March 11, 2013 Leave a comment

I went grocery shopping again after work today. I didn’t go alone. I am so very grateful that my friend volunteered to go because I was actually able to walk through the store and buy things. I didn’t flee the store in a flurry of panic, and I managed to get my groceries home and in the house before the tears hit me.

grocery-cart-150x150Mark was such a big fan of food that grocery shopping was a weekly event. He did the computerized list and he took his shopping seriously. After all “FOOD IS LOVE”. Mark believed in stock piling food. If it was on sale, we bought no less than four of the item.
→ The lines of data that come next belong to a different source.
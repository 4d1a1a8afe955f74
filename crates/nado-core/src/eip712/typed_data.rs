//! Typed-data construction for Nado transactions.

use std::collections::BTreeMap;

use alloy_dyn_abi::eip712::TypedData as Eip712TypedData;
use alloy_primitives::{Address, B256};
use serde::{Deserialize, Serialize};
use serde_json::{Map, Value};

use super::domain::{eip712_domain_type, Eip712Domain, EIP712_DOMAIN_TYPE};
use super::types::{Eip712Field, TxType};
use crate::tx::NadoMessage;
use crate::{Error, Result};

/// Struct definitions keyed by type name.
pub type Types = BTreeMap<String, Vec<Eip712Field>>;

/// EIP-712 typed data: domain, schemas, primary type and message.
///
/// Built fresh for every signing operation and not mutated afterwards.
#[derive(Debug, Clone, PartialEq, Serialize, Deserialize)]
#[serde(rename_all = "camelCase")]
pub struct TypedData {
    pub types: Types,
    pub primary_type: String,
    pub domain: Eip712Domain,
    pub message: Map<String, Value>,
}

impl TypedData {
    /// Typed data for a strongly-typed transaction record.
    pub fn from_message<M: NadoMessage>(
        msg: &M,
        verifying_contract: Address,
        chain_id: u64,
    ) -> Result<Self> {
        Ok(build_typed_data(
            M::TX_TYPE,
            msg.to_message()?,
            verifying_contract,
            chain_id,
        ))
    }

    /// Resolve into `alloy-dyn-abi` typed data, which owns the EIP-712 encoding.
    ///
    /// Message values are only coerced to their declared types when hashed.
    pub fn to_eip712(&self) -> Result<Eip712TypedData> {
        let json = serde_json::to_value(self)?;
        serde_json::from_value(json).map_err(|e| {
            Error::encoding(format!("Invalid {} typed data: {e}", self.primary_type))
        })
    }

    /// `hashStruct` of the domain.
    pub fn domain_separator(&self) -> Result<B256> {
        Ok(self.to_eip712()?.domain().separator())
    }

    /// `hashStruct` of the message under the primary type.
    pub fn struct_hash(&self) -> Result<B256> {
        self.to_eip712()?
            .hash_struct()
            .map_err(|e| self.hash_error(e))
    }

    pub(crate) fn hash_error(&self, e: alloy_dyn_abi::Error) -> Error {
        Error::encoding(format!("Failed to hash {}: {e}", self.primary_type))
    }

    /// The EIP-712 signing digest.
    pub fn digest(&self) -> Result<B256> {
        crate::signing::digest(self)
    }

    pub fn digest_hex(&self) -> Result<String> {
        crate::signing::digest_hex(self)
    }
}

/// Assemble typed data for `tx`.
///
/// The message is attached verbatim; values must already be in wire form
/// (integers as decimal strings, bytes as hex).
pub fn build_typed_data(
    tx: TxType,
    message: Map<String, Value>,
    verifying_contract: Address,
    chain_id: u64,
) -> TypedData {
    let schema = tx.schema();

    let mut types = Types::new();
    types.insert(EIP712_DOMAIN_TYPE.to_string(), eip712_domain_type());
    types.insert(schema.primary_type.to_string(), schema.eip712_fields());

    TypedData {
        types,
        primary_type: schema.primary_type.to_string(),
        domain: Eip712Domain::nado(verifying_contract, chain_id),
        message,
    }
}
He truly loved to shop for food, plan out the meal, and cook the food for the week.

I never liked grocery shopping, but I have to admit that Mark made it a fun event. He always found ways to make me laugh when he would crack jokes and do silly things. He would send me on a “mission” to find an obscure item while he loaded the cart with stuff that was not on the list. I knew he was doing it, and he knew that I knew, but it was a game that we played every week!  Mark got great joy at the supermarket. Now that he is gone, any joy that I had for grocery shopping is gone. Now I just find it to be a painful chore that is a necessary evil.

I never enjoyed cooking the food, and honestly he was a MUCH better cook than I ever was. So much about grocery shopping, cooking, and eating has lost its appeal since Mark passed away.  I prepare very simple meals for myself, and I don’t find the need to stock up on foods. I just buy what I need, and I get out of the store.

I do hope that some day I will be able to go into the grocery store by myself and not have a panic attack or an overwhelming bout of sadness. Food is Love. But now “my love” is gone, and nothing will ever be the same again.